Jim felt a pang of guilt. It was more than likely he had contributed to that sense of disconnection of the two stages of Arthur's life. He'd done what he could to repair the damage Mojo's agents had inflicted on the then-stuntman's memories to keep him under control, but the structures he'd established would always be artificial. Those emotional connections to the moment that formed that sense of 'realness' might simply have been unrecoverable. Quality from the original that didn't survive the transfer.

"I'm sorry if we made you feel pigeon-holed by your power," he said, trying to focus on what he could help, "and I'm especially sorry if I contributed to it.
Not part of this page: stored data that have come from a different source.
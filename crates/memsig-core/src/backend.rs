//! # Process Backend
//!
//! The capability interface every OS backend implements.
//!
//! Process discovery, region enumeration, and channel creation are the only
//! platform-specific operations. The signature codec, the scanner, and
//! offset-chain resolution are written against this trait and never touch
//! OS details directly.
//!
//! - **Linux**: procfs (`/proc/<pid>/status`, `maps`, `mem`)
//! - Other platforms: no backend yet

use crate::channel::MemoryChannel;
use crate::error::Result;
use crate::types::{AccessMode, MemoryRegion, ProcessId};

/// OS-specific access to processes
pub trait ProcessBackend
{
    /// Channel type produced by [`open_channel`](ProcessBackend::open_channel)
    type Channel: MemoryChannel;

    /// Resolve a process ID by name
    ///
    /// An exact name match wins. Otherwise the first process whose name
    /// starts with `name` is returned.
    ///
    /// ## Errors
    ///
    /// - `ProcessNotFound`: no process matched at all
    fn find_process(&self, name: &str) -> Result<ProcessId>;

    /// Enumerate the process's mapped regions in address-map order
    fn regions(&self, pid: ProcessId) -> Result<Vec<MemoryRegion>>;

    /// Open a memory channel into the process
    ///
    /// ## Errors
    ///
    /// - `ChannelOpen`: the OS refused the handle (permissions, process gone)
    fn open_channel(&self, pid: ProcessId, mode: AccessMode) -> Result<Self::Channel>;
}

/// Native backend for the current platform
#[cfg(target_os = "linux")]
pub type NativeBackend = crate::platform::linux::LinuxBackend;

/// Create the backend for the current platform
///
/// Only Linux has a backend today; callers on other platforms must supply
/// their own [`ProcessBackend`].
///
/// ## Errors
///
/// Never fails on Linux.
#[cfg(target_os = "linux")]
#[allow(clippy::unnecessary_wraps)]
pub fn create_backend() -> Result<NativeBackend>
{
    Ok(crate::platform::linux::LinuxBackend::new())
}
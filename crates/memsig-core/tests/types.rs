//! Tests for platform-agnostic types

use memsig_core::types::{AccessMode, Address, MemoryRegion, ProcessId, RegionFlags};

#[test]
fn test_process_id_conversions()
{
    let pid = ProcessId::from(12345);
    assert_eq!(pid.0, 12345);
    let value: u32 = pid.into();
    assert_eq!(value, 12345);
    assert_eq!(pid.to_string(), "12345");
}

#[test]
fn test_address_arithmetic()
{
    let base = Address::new(0x1000);
    assert_eq!(base + 0x10, Address::new(0x1010));
    assert_eq!(base - 0x10, Address::new(0x0ff0));
    assert_eq!(Address::new(0x1010) - base, 0x10);
    assert_eq!(base.offset(-0x800), Address::new(0x800));
    assert_eq!(base.offset(0x20), Address::new(0x1020));
    assert_eq!(Address::new(u64::MAX).checked_add(1), None);
    assert_eq!(Address::ZERO.checked_sub(1), None);
    assert!(Address::ZERO.is_null());
    assert!(!base.is_null());
}

#[test]
fn test_address_formatting()
{
    let address = Address::new(0x0040_1000);
    assert_eq!(address.to_string(), "0x0000000000401000");
    assert_eq!(format!("{address:X}"), "401000");
    assert_eq!(format!("{address:x}"), "401000");
}

#[test]
fn test_region_flags_from_permissions()
{
    assert_eq!(RegionFlags::from_permissions("r--p"), RegionFlags::READ);
    assert_eq!(RegionFlags::from_permissions("rwxs"), RegionFlags::all());
    assert_eq!(RegionFlags::from_permissions("---p"), RegionFlags::empty());
    // Letters out of position do not count.
    assert_eq!(RegionFlags::from_permissions("xwr-"), RegionFlags::WRITE);
    assert_eq!((RegionFlags::READ | RegionFlags::EXECUTE).to_string(), "r-x");
}

#[test]
fn test_memory_region_accessors()
{
    let region = MemoryRegion::new(
        Address::new(0x2000),
        Address::new(0x3000),
        RegionFlags::READ | RegionFlags::WRITE,
    );
    assert_eq!(region.size(), 0x1000);
    assert!(region.is_readable());
    assert!(region.is_writable());
    assert!(!region.is_executable());
    assert!(region.contains(Address::new(0x2000)));
    assert!(!region.contains(Address::new(0x3000)));
    assert!(!region.mapped);
    assert!(region.filename.is_empty());
}

#[test]
fn test_memory_region_display()
{
    let anonymous = MemoryRegion::new(Address::new(0x1000), Address::new(0x2000), RegionFlags::READ);
    assert_eq!(anonymous.to_string(), "000000001000-000000002000 r--p");

    let mut image = MemoryRegion::new(
        Address::new(0x0040_0000),
        Address::new(0x0040_1000),
        RegionFlags::READ | RegionFlags::EXECUTE,
    )
    .with_file("game.exe");
    image.shared = true;
    assert_eq!(image.to_string(), "000000400000-000000401000 r-xs game.exe");
}

#[test]
fn test_access_mode()
{
    assert!(!AccessMode::Peek.is_writable());
    assert!(AccessMode::Poke.is_writable());
    assert_eq!(AccessMode::Peek.to_string(), "reading");
    assert_eq!(AccessMode::Poke.to_string(), "writing");
}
But I don't see why you need to keep putting on the performance. We know you better now. I promise people will understand if you occasionally have a moment where you're something less than positive. To be honest, some of them would probably feel better if you did."

"I can't," Arthur stated like this was a fact. "You aren't getting it, Jim. My luck is a curse. I don't control it. I want things, and they happen. I can use that to help people, but wishing — thinking, hoping — for what I want makes it go wrong."

Jim blinked. Arthur was correct; he wasn't getting it.

"Wait, so you mean . . . you can't use it with intent?" he tried. "Like thinking about it gets you too in your head?"

The other man frowned. "I . . . It . . . All I know is that if I keep things simple, the better it works? If I'm doing good, it works even better. The more I think about something or consider the details, the more fickle my luck gets. Other people get hurt."

Acting primarily on instinct made sense; over-thinking could impair performance in many areas, and mutant abilities were no exception. But the other part . . . Jim frowned. "I know most probability powers require maintaining some sort of balance to avoid rebound, but it . . . sounds like you're saying your powers are also linked to intent somehow? Like there's a moral component to what you're allowed to do?"

"Jim," and there was a bite in Arthur's voice now, "All I know is that I pull good luck to myself. It works better when I'm positive and feel like I'm helping, so that's what I do. I can't be selfish. It only cares about making me happy, so I just ignore myself. Easy. Everyone wins."

The telepath stared at him, then turned slowly to the kitchen again. There were no more trash cans to crush. He turned back to Arthur.

"Everyone wins," Jim said flatly.

"I thought if anyone could understand, it would be you," Arthur sighed.

Jim pinched the bridge of his nose. The headache had progressed from 'hammer and chisel wielded by skilled stonemason' to 'jackhammer operated by worker rushing to finish his shift'.

"Okay." The word was very calm, very professional. "I'm going to tell you something important, and I want you to really think about it. I'm saying it as someone who thinks of you as a friend." Jim dropped his hand and pinned the other man's blue-eyed gaze with his heterochromatic.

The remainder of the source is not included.